Set out exactly, line by line, the stretch of data below that begins at the line containing "async fn hydrate(&self, scored: Vec<(String, f32)>)" and ends at the line containing "for (chunk_id, score)", with both ends kept.

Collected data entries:
= Beginning of Section =

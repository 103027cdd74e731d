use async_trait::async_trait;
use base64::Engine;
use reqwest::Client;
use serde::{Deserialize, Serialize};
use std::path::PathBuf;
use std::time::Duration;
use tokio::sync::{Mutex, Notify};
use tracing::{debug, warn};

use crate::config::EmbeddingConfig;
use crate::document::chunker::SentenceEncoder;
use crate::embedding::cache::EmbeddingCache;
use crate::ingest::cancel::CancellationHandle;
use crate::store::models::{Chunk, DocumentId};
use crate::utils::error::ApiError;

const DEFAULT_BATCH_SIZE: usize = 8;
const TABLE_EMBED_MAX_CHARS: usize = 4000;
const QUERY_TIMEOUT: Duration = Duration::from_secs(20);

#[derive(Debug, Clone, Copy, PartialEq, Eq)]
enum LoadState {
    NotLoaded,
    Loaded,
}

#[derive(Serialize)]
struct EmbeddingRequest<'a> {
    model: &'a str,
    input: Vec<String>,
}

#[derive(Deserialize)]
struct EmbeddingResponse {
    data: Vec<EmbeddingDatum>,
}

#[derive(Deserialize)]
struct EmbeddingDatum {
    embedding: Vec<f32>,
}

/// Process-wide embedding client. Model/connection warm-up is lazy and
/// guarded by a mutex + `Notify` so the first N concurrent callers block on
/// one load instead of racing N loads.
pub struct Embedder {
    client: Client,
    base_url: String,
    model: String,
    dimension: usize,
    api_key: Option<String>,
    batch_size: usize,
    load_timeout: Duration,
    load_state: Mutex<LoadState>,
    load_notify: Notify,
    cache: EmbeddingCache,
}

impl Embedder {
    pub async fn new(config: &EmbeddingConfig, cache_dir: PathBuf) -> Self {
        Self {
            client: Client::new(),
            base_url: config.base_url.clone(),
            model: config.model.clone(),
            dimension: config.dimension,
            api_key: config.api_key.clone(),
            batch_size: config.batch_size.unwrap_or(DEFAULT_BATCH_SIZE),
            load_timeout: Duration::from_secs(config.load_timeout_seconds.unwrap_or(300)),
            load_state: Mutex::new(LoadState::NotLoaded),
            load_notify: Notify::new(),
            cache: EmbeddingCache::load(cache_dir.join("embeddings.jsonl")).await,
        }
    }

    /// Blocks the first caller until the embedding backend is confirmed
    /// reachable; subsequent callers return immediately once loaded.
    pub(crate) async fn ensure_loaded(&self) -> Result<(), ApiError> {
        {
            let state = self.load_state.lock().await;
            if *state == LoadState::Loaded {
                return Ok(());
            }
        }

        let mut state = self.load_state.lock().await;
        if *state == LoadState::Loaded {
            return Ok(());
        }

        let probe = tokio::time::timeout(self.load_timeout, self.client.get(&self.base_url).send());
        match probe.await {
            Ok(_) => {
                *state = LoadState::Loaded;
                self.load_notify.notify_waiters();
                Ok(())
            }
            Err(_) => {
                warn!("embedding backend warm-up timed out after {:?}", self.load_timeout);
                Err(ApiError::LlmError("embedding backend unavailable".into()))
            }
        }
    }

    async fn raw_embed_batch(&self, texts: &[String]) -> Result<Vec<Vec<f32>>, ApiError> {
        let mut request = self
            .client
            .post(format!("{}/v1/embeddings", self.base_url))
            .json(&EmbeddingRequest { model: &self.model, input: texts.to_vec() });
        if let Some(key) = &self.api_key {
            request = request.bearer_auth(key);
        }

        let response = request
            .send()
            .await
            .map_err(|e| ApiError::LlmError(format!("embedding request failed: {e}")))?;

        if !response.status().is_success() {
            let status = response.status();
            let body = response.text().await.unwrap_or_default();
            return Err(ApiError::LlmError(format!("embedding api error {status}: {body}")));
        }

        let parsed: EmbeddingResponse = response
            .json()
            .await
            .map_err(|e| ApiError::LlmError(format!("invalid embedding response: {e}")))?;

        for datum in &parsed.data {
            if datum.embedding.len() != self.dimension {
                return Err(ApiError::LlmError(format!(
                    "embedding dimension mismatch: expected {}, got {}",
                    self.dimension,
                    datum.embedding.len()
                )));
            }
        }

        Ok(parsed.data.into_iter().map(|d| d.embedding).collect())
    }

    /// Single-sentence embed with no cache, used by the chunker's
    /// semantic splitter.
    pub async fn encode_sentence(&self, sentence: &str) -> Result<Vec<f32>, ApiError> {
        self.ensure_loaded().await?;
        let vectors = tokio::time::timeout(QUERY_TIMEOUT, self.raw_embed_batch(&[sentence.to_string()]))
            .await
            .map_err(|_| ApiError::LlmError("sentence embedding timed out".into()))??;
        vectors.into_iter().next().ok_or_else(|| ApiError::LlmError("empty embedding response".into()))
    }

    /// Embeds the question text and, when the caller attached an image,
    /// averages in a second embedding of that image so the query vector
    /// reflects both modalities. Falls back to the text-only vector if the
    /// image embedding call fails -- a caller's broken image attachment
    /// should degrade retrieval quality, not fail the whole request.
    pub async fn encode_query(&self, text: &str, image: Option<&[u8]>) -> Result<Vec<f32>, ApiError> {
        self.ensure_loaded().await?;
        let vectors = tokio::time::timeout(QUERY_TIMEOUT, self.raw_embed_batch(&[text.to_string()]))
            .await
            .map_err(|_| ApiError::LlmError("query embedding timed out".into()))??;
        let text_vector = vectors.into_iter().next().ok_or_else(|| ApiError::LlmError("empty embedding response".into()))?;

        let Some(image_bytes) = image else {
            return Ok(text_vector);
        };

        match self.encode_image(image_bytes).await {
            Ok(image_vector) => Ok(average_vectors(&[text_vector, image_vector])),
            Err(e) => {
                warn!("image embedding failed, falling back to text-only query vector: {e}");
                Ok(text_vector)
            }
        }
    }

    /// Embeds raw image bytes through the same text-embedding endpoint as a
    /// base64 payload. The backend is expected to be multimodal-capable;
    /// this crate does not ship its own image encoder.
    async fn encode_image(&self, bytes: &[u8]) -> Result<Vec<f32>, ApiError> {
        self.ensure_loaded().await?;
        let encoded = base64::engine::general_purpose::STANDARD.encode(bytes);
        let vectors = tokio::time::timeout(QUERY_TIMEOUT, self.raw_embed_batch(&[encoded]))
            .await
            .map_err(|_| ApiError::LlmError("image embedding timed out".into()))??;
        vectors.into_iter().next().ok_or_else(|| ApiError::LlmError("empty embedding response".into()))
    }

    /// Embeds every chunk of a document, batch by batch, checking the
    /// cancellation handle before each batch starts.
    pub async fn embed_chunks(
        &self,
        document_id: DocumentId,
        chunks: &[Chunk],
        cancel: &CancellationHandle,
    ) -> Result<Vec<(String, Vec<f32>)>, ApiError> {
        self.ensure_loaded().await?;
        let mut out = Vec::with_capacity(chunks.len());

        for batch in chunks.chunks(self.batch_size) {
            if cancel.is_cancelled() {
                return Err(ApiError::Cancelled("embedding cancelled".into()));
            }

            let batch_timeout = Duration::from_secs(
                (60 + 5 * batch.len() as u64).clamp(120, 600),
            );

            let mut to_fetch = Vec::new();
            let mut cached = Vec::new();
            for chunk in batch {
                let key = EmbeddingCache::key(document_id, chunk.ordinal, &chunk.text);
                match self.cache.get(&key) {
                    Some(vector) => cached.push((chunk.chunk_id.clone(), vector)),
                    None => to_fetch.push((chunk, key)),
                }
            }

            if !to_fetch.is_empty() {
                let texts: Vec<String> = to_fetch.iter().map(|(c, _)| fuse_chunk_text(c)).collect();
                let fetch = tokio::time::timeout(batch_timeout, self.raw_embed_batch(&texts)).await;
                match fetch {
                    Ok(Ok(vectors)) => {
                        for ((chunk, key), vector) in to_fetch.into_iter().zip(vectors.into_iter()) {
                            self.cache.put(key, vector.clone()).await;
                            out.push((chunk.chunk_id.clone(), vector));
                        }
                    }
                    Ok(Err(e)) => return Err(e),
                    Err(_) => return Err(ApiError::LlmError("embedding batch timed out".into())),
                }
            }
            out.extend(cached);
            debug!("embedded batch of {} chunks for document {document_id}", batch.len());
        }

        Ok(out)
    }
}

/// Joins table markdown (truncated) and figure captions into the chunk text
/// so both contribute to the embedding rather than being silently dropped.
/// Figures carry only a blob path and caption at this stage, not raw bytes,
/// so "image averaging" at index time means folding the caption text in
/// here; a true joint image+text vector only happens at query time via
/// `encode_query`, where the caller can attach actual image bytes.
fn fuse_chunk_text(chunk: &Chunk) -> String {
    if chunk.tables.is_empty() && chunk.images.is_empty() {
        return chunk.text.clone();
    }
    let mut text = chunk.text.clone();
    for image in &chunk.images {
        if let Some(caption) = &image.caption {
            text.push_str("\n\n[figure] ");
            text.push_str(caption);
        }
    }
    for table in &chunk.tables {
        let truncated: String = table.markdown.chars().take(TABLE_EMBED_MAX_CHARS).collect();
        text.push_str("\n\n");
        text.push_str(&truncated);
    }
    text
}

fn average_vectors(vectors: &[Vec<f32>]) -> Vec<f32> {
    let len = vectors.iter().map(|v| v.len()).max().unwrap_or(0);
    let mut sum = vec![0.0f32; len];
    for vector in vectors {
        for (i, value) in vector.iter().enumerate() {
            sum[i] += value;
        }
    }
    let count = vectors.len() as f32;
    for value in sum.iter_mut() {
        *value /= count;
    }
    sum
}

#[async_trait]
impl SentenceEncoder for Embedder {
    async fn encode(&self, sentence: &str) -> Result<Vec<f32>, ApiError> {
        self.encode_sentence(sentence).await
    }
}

= End of Section =
= Beginning of Section =

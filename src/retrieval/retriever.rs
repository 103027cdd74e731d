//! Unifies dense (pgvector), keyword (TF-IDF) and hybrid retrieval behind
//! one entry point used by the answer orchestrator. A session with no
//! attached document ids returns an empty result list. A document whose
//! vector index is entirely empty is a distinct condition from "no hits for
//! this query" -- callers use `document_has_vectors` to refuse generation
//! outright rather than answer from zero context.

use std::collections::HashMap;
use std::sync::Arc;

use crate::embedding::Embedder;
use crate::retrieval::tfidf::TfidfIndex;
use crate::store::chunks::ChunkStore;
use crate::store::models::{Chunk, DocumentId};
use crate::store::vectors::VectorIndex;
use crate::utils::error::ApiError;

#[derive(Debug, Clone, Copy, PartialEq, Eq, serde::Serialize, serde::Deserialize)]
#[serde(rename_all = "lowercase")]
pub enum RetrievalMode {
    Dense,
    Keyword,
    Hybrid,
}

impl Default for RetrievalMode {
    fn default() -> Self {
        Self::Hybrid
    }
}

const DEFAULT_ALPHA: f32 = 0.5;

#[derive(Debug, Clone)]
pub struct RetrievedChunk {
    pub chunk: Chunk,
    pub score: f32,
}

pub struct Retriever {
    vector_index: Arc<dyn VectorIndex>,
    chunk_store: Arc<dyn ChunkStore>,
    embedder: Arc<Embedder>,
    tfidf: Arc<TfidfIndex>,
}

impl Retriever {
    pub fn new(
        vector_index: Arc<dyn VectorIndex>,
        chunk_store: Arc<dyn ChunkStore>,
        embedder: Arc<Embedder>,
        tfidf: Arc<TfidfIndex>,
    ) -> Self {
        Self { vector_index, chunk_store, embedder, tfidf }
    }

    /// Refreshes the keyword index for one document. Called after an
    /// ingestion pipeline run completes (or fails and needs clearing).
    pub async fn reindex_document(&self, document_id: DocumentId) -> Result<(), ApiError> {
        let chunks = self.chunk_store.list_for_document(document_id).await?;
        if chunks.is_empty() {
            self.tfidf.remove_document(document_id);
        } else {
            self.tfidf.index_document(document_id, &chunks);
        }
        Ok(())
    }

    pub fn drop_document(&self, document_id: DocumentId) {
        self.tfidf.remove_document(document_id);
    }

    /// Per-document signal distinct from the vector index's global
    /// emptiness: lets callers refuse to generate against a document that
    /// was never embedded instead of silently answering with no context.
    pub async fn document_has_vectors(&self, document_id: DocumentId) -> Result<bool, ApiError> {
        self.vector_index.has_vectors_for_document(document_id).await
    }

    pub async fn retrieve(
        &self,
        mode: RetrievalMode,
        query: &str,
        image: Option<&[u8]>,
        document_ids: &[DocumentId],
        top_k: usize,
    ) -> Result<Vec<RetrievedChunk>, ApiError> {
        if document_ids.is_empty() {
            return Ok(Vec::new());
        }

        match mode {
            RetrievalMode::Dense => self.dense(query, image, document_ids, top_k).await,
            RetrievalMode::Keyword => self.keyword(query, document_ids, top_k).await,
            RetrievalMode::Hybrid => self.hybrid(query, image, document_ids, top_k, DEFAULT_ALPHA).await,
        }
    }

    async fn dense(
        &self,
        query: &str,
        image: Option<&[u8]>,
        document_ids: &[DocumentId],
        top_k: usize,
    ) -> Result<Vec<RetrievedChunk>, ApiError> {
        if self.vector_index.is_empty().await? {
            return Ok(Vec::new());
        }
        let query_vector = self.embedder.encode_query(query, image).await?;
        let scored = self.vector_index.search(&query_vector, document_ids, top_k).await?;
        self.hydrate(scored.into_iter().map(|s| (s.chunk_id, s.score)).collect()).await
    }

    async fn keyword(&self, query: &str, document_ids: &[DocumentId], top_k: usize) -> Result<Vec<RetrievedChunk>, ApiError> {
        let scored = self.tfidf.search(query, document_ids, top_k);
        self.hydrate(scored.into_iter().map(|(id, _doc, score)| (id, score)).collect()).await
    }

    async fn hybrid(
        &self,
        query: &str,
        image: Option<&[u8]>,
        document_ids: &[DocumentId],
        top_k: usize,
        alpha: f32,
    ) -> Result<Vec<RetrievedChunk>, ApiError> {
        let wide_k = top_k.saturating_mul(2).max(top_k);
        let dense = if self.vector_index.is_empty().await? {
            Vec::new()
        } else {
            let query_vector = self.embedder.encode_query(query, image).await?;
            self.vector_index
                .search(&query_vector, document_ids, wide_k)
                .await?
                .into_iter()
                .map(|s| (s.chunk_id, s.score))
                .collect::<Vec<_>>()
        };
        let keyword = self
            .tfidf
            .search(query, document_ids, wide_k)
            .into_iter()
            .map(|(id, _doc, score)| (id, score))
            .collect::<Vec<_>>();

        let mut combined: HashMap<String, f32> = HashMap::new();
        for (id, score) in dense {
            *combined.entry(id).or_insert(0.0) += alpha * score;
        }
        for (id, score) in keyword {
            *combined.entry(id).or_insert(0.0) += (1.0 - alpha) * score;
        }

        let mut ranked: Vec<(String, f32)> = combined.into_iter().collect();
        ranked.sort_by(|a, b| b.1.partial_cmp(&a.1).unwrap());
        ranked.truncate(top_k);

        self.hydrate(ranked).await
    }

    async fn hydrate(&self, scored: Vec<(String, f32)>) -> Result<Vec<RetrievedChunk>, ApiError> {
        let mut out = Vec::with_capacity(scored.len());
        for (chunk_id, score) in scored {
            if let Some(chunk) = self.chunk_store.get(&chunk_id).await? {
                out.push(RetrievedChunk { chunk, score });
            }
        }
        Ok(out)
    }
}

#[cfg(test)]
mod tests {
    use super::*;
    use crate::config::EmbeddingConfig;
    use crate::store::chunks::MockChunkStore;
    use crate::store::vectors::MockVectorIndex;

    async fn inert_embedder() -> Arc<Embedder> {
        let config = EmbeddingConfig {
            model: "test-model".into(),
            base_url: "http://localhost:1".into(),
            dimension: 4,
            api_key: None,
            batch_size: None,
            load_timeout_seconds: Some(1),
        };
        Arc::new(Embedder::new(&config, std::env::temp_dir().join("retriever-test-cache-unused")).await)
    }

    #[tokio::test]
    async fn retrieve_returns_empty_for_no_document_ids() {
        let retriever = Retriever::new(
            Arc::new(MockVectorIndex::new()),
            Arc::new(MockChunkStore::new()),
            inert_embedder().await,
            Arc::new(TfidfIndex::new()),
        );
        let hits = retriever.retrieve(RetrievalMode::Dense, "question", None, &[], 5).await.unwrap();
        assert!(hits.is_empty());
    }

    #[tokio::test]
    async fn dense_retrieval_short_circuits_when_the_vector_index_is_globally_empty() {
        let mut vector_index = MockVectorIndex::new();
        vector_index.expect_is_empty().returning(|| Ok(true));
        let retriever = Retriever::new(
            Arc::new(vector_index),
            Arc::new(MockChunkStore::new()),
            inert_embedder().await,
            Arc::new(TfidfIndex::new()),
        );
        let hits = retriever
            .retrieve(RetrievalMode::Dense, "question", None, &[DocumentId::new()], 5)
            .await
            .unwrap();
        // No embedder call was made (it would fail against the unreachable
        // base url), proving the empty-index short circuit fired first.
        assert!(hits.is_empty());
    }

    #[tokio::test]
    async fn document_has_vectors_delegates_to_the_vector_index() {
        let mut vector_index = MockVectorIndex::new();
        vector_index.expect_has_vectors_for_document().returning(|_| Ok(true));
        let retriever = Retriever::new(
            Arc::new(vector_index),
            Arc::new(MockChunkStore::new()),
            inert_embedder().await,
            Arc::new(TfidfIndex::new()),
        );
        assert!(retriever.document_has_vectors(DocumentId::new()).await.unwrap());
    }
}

= End of Section =
= Beginning of Section =

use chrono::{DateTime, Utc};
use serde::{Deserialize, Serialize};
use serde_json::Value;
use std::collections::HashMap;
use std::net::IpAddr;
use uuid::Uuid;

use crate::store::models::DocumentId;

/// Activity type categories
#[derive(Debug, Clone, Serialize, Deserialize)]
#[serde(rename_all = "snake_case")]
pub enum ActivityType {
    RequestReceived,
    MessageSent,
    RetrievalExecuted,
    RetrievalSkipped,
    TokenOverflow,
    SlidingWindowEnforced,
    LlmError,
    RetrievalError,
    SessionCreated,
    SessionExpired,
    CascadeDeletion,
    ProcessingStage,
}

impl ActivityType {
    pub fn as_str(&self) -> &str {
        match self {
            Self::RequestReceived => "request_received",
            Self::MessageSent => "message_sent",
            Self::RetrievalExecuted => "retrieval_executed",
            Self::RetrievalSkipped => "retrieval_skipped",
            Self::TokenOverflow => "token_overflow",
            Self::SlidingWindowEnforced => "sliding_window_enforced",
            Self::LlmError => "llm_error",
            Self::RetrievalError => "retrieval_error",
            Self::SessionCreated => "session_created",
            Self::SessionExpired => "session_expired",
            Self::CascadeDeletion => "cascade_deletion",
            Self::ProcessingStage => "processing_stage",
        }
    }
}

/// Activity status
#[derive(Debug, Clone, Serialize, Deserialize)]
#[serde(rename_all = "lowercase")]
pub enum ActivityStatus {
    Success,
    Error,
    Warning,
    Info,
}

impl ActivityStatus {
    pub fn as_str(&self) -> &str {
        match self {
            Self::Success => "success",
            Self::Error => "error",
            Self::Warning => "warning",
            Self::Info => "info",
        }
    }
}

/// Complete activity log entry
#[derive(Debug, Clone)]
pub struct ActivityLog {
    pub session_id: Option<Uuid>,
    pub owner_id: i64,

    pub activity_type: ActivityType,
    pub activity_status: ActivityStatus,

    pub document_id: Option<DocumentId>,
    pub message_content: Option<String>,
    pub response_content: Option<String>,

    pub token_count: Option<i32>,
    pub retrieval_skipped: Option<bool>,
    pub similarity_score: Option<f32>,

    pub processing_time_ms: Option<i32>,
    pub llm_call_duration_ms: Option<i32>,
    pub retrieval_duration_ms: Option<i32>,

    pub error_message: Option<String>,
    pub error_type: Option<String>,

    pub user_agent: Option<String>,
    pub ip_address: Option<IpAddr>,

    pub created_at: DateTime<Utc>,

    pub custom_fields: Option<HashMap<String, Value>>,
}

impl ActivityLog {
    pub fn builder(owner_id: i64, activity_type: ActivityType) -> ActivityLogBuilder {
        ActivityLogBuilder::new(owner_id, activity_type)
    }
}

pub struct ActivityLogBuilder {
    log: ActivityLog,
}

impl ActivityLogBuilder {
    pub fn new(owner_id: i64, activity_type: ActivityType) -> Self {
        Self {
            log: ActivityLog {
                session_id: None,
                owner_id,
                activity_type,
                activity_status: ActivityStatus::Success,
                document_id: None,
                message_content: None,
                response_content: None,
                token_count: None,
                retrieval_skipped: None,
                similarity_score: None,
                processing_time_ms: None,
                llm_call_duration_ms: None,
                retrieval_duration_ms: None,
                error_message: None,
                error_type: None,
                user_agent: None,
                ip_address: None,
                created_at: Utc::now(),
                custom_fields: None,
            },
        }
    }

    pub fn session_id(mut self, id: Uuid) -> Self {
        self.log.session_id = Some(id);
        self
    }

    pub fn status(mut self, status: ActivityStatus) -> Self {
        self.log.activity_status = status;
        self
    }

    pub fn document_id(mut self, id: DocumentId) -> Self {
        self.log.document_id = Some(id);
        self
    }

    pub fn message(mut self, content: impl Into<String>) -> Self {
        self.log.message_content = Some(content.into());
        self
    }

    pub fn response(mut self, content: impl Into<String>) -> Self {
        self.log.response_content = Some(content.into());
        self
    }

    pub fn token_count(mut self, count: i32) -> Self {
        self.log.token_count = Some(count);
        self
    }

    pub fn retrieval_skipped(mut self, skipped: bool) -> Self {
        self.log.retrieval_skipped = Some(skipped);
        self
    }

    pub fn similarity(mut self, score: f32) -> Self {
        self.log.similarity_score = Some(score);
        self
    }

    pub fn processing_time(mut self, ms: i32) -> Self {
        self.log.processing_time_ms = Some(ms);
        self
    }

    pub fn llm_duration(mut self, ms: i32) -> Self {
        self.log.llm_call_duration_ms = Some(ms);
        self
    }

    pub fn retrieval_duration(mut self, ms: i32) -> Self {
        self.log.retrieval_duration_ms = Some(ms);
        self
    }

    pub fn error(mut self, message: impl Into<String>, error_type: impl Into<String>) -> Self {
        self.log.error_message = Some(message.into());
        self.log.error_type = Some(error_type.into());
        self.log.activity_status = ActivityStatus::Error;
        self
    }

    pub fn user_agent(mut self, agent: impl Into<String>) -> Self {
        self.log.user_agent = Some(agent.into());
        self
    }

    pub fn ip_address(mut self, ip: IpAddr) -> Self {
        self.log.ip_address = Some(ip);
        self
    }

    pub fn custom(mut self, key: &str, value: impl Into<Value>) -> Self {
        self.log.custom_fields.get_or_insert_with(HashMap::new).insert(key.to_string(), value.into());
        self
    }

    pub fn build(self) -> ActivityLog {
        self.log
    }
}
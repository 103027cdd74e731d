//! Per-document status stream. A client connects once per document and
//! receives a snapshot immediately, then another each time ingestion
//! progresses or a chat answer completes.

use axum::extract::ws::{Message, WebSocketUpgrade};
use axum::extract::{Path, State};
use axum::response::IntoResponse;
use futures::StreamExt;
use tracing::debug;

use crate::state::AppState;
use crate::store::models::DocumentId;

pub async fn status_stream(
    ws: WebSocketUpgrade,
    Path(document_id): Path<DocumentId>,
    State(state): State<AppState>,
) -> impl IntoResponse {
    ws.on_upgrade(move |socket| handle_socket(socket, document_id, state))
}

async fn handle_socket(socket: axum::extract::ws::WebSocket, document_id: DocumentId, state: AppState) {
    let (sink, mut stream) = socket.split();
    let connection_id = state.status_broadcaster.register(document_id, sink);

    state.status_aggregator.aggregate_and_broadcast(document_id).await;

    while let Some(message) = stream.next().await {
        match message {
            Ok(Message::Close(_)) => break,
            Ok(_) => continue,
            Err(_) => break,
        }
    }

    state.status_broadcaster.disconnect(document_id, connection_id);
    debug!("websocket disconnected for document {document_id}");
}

= End of Section =

Reply:
    async fn hydrate(&self, scored: Vec<(String, f32)>) -> Result<Vec<RetrievedChunk>, ApiError> {
        let mut out = Vec::with_capacity(scored.len());
        for (chunk_id, score) in scored {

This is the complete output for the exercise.